[Data records]
§ §
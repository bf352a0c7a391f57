use llm_bench_core::{CoreError, ExperimentId, ExperimentResult, Result};
use std::path::{Path, PathBuf};
use tokio::fs;
use tokio::io::AsyncWriteExt;
use tracing::debug;
use uuid::Uuid;

const RECORD_SUFFIX: &str = "_results.json";

/// One JSON document per experiment, addressed by identifier.
///
/// Records are written to a temporary sibling and renamed into place, so a
/// reader sees either the previous record or the complete new one.
#[derive(Debug, Clone)]
pub struct RecordStore {
    dir: PathBuf,
}

impl RecordStore {
    pub fn new(dir: impl Into<PathBuf>) -> Self {
        Self { dir: dir.into() }
    }

    pub fn dir(&self) -> &Path {
        &self.dir
    }

    pub fn path_for(&self, id: &ExperimentId) -> PathBuf {
        self.dir.join(format!("{}{}", id, RECORD_SUFFIX))
    }

    pub async fn write(&self, result: &ExperimentResult) -> Result<PathBuf> {
        fs::create_dir_all(&self.dir).await?;

        let path = self.path_for(&result.experiment_id);
        let tmp = self
            .dir
            .join(format!(".{}.{}.tmp", result.experiment_id, Uuid::new_v4().simple()));
        let body = serde_json::to_vec_pretty(result)?;

        let written = async {
            let mut file = fs::File::create(&tmp).await?;
            file.write_all(&body).await?;
            file.sync_all().await?;
            fs::rename(&tmp, &path).await
        }
        .await;

        if let Err(e) = written {
            let _ = fs::remove_file(&tmp).await;
            return Err(CoreError::Io(e));
        }

        debug!(experiment_id = %result.experiment_id, path = %path.display(), "Wrote experiment record");
        Ok(path)
    }

    pub async fn read(&self, id: &ExperimentId) -> Result<Option<ExperimentResult>> {
        let path = self.path_for(id);
        match fs::read(&path).await {
            Ok(bytes) => Ok(Some(serde_json::from_slice(&bytes)?)),
            Err(e) if e.kind() == std::io::ErrorKind::NotFound => Ok(None),
            Err(e) => Err(e.into()),
        }
    }

    /// Identifiers of every stored record, sorted.
    pub async fn list(&self) -> Result<Vec<ExperimentId>> {
        let mut entries = match fs::read_dir(&self.dir).await {
            Ok(entries) => entries,
            Err(e) if e.kind() == std::io::ErrorKind::NotFound => return Ok(Vec::new()),
            Err(e) => return Err(e.into()),
        };

        let mut ids = Vec::new();
        while let Some(entry) = entries.next_entry().await? {
            let name = entry.file_name();
            let Some(stem) = name.to_str().and_then(|n| n.strip_suffix(RECORD_SUFFIX)) else {
                continue;
            };
            if let Ok(id) = ExperimentId::parse(stem) {
                ids.push(id);
            }
        }
        ids.sort();
        Ok(ids)
    }
}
§ §
→ Task brief: When you answer, set down the entries above precisely as they read.

→ Answer:
repository bf352a0c7a391f57
use llm_bench_core::{CoreError, ExperimentId, ExperimentResult, Result};
use std::path::{Path, PathBuf};
use tokio::fs;
use tokio::io::AsyncWriteExt;
use tracing::debug;
use uuid::Uuid;

const RECORD_SUFFIX: &str = "_results.json";

/// One JSON document per experiment, addressed by identifier.
///
/// Records are written to a temporary sibling and renamed into place, so a
/// reader sees either the previous record or the complete new one.
#[derive(Debug, Clone)]
pub struct RecordStore {
    dir: PathBuf,
}

impl RecordStore {
    pub fn new(dir: impl Into<PathBuf>) -> Self {
        Self { dir: dir.into() }
    }

    pub fn dir(&self) -> &Path {
        &self.dir
    }

    pub fn path_for(&self, id: &ExperimentId) -> PathBuf {
        self.dir.join(format!("{}{}", id, RECORD_SUFFIX))
    }

    pub async fn write(&self, result: &ExperimentResult) -> Result<PathBuf> {
        fs::create_dir_all(&self.dir).await?;

        let path = self.path_for(&result.experiment_id);
        let tmp = self
            .dir
            .join(format!(".{}.{}.tmp", result.experiment_id, Uuid::new_v4().simple()));
        let body = serde_json::to_vec_pretty(result)?;

        let written = async {
            let mut file = fs::File::create(&tmp).await?;
            file.write_all(&body).await?;
            file.sync_all().await?;
            fs::rename(&tmp, &path).await
        }
        .await;

        if let Err(e) = written {
            let _ = fs::remove_file(&tmp).await;
            return Err(CoreError::Io(e));
        }

        debug!(experiment_id = %result.experiment_id, path = %path.display(), "Wrote experiment record");
        Ok(path)
    }

    pub async fn read(&self, id: &ExperimentId) -> Result<Option<ExperimentResult>> {
        let path = self.path_for(id);
        match fs::read(&path).await {
            Ok(bytes) => Ok(Some(serde_json::from_slice(&bytes)?)),
            Err(e) if e.kind() == std::io::ErrorKind::NotFound => Ok(None),
            Err(e) => Err(e.into()),
        }
    }

    /// Identifiers of every stored record, sorted.
    pub async fn list(&self) -> Result<Vec<ExperimentId>> {
        let mut entries = match fs::read_dir(&self.dir).await {
            Ok(entries) => entries,
            Err(e) if e.kind() == std::io::ErrorKind::NotFound => return Ok(Vec::new()),
            Err(e) => return Err(e.into()),
        };

        let mut ids = Vec::new();
        while let Some(entry) = entries.next_entry().await? {
            let name = entry.file_name();
            let Some(stem) = name.to_str().and_then(|n| n.strip_suffix(RECORD_SUFFIX)) else {
                continue;
            };
            if let Ok(id) = ExperimentId::parse(stem) {
                ids.push(id);
            }
        }
        ids.sort();
        Ok(ids)
    }
}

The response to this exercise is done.